Effective October 15, 1960, the Cuban government entered a decree of intervention taking over a substantial number of major businesses, including Bosch-Carrio y Cia. Appellant's interest in the partnership at that time amounted to $146,860 United States dollars. Appellant has received no income from nor exercised any control over the business since the decree became effective.


Article 7 of the decree provides that the measure and forms for the payment of indemnity "will be regulated by a future law," which the Central Planning Council would place before the Council of Ministers. No such indemnification law has been enacted.


On October 24, 1960, appellants departed Cuba under an exit permit of October 21, 1960. They entered the United States on the 24th under a visa dated July 10, 1958, valid for a four-year period. They have lived here as resident aliens under a refugee status. Neither of them has returned to Cuba. When they arrived they had no intention of returning until there was a change in "the political climate in that country." Appellant has actively opposed the political and social regime of Fidel Castro. However, under his exit permit he could have returned to Cuba at any time during 1960 or 1961.

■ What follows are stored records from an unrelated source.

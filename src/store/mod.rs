//! Content Store
//!
//! Maps a content id to its files below `{root}/data` and performs the
//! write-once import of a new item: full-resolution bytes, thumbnail and
//! metadata sidecar. Any write touching a day shard deletes that day's
//! aggregate cache so the next startup rebuilds it.

pub mod day_cache;

pub use day_cache::DayCacheLoader;

use crate::error::{MediaError, RepositoryError};
use crate::media::{self, MediaBackend, MediaInfo};
use crate::screenshot::{codec, Screenshot, DATA_DIR};
use crate::types::MediaType;
use std::fs;
use std::path::{Path, PathBuf};
use std::sync::Arc;
use std::time::Duration;
use tracing::debug;

/// Tunables for thumbnail production
#[derive(Debug, Clone, Copy, PartialEq)]
pub struct StoreOptions {
    /// Edge of the square thumbnail box
    pub thumbnail_size: u32,
    /// Videos longer than this are thumbnailed at this offset
    pub video_seek: Duration,
}

impl Default for StoreOptions {
    fn default() -> Self {
        Self {
            thumbnail_size: 256,
            video_seek: Duration::from_secs(5),
        }
    }
}

/// Filesystem side of a repository
pub struct ContentStore {
    root: PathBuf,
    media: Arc<dyn MediaBackend>,
    options: StoreOptions,
}

impl ContentStore {
    /// Open a store rooted at `root`, creating `{root}/data` if needed
    pub fn new<P: AsRef<Path>>(
        root: P,
        media: Arc<dyn MediaBackend>,
        options: StoreOptions,
    ) -> Result<Self, RepositoryError> {
        let root = root.as_ref().to_path_buf();
        let data_dir = root.join(DATA_DIR);
        fs::create_dir_all(&data_dir).map_err(|e| RepositoryError::io(&data_dir, e))?;

        Ok(Self {
            root,
            media,
            options,
        })
    }

    pub fn root(&self) -> &Path {
        &self.root
    }

    pub fn data_dir(&self) -> PathBuf {
        self.root.join(DATA_DIR)
    }

    pub fn options(&self) -> StoreOptions {
        self.options
    }

    pub fn media(&self) -> &dyn MediaBackend {
        self.media.as_ref()
    }

    pub fn full_res_path(&self, screenshot: &Screenshot) -> PathBuf {
        self.root.join(screenshot.rel_path_full_res())
    }

    pub fn thumb_path(&self, screenshot: &Screenshot) -> PathBuf {
        self.root.join(screenshot.rel_path_thumb())
    }

    pub fn meta_path(&self, screenshot: &Screenshot) -> PathBuf {
        self.root.join(screenshot.rel_path_meta())
    }

    pub fn day_cache_path(&self, screenshot: &Screenshot) -> PathBuf {
        self.root.join(screenshot.rel_path_day_cache())
    }

    /// Write all files of a freshly imported item
    ///
    /// Order: full-resolution bytes, thumbnail, sidecar, day cache
    /// invalidation. A failure after the first write leaves earlier files in
    /// place; nothing is rolled back.
    pub fn store_new(
        &self,
        screenshot: &Screenshot,
        buffer: &[u8],
        info: &MediaInfo,
    ) -> Result<(), RepositoryError> {
        let full_res = self.full_res_path(screenshot);
        if let Some(parent) = full_res.parent() {
            fs::create_dir_all(parent).map_err(|e| RepositoryError::io(parent, e))?;
        }
        fs::write(&full_res, buffer).map_err(|e| RepositoryError::io(&full_res, e))?;

        self.render_thumbnail(screenshot, &full_res, buffer, info)
            .map_err(|e| RepositoryError::ImportFailed {
                id: screenshot.id.clone(),
                reason: format!("thumbnail: {}", e),
            })?;

        self.write_sidecar(screenshot)?;
        self.invalidate_day_cache(screenshot)?;
        Ok(())
    }

    fn render_thumbnail(
        &self,
        screenshot: &Screenshot,
        full_res: &Path,
        buffer: &[u8],
        info: &MediaInfo,
    ) -> Result<(), MediaError> {
        let dest = self.thumb_path(screenshot);
        match info.media_type {
            MediaType::Image => self
                .media
                .image_thumbnail(buffer, &dest, self.options.thumbnail_size),
            MediaType::Video => {
                let target = media::fit_within(info.size, self.options.thumbnail_size);
                let seek = media::video_seek(info.duration, self.options.video_seek);
                self.media.video_thumbnail(full_res, &dest, target, seek)
            }
            MediaType::Unknown => Err(MediaError::Unsupported(format!(
                "cannot thumbnail unknown media {}",
                screenshot.id
            ))),
        }
    }

    /// Serialize the descriptor to its sidecar, overwriting any previous one
    pub fn write_sidecar(&self, screenshot: &Screenshot) -> Result<(), RepositoryError> {
        let path = self.meta_path(screenshot);
        let json = codec::to_json(screenshot).map_err(|e| RepositoryError::ImportFailed {
            id: screenshot.id.clone(),
            reason: format!("encode sidecar: {}", e),
        })?;
        if let Some(parent) = path.parent() {
            fs::create_dir_all(parent).map_err(|e| RepositoryError::io(parent, e))?;
        }
        fs::write(&path, json).map_err(|e| RepositoryError::io(&path, e))
    }

    /// Delete the aggregate cache of the item's day; returns whether one existed
    pub fn invalidate_day_cache(&self, screenshot: &Screenshot) -> Result<bool, RepositoryError> {
        let path = self.day_cache_path(screenshot);
        match fs::remove_file(&path) {
            Ok(()) => {
                debug!(path = %path.display(), "Invalidated day cache");
                Ok(true)
            }
            Err(e) if e.kind() == std::io::ErrorKind::NotFound => Ok(false),
            Err(e) => Err(RepositoryError::io(&path, e)),
        }
    }

    /// Read every descriptor below `data/`, rebuilding missing day caches
    pub fn load_all(&self) -> Result<Vec<Screenshot>, RepositoryError> {
        DayCacheLoader::new(self.data_dir()).load_all()
    }
}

On December 6, 1961, the Cuban government published a decree providing for total confiscation of all property of whatever nature in Cuba owned by Cuban nationals who had left Cuba and who did not return in the time granted them in their exit permits. This decree was enacted as "Law No. 989." It provided that there would be no indemnification for confiscation thereunder and extinguished any right to indemnification granted under the prior decree.


In addition to the rental properties and the partnership interest Law No. 989 also rendered valueless appellant's F.H.A. Cuban bond, having a cost of $5,000 peso dollars, and ten shares of corporate stock of a like cost.


This case was presented to the Tax Court on the issue of whether the loss was sustained on October 15, 1960, while appellant was a resident and citizen of Cuba, or on December 6, 1961, when Law No. 989 became effective at which time appellant resided in the United States. The court's ruling was adverse to the appellant and held that he had not shown that at any time after he became a resident alien of the United States he had a subsisting right with respect to which there was a reasonable prospect of recovery. Treas.Reg. Sec. 1.165-1(d) (2) (i).2 The Tax Court's decision was rendered on March 17, 1970.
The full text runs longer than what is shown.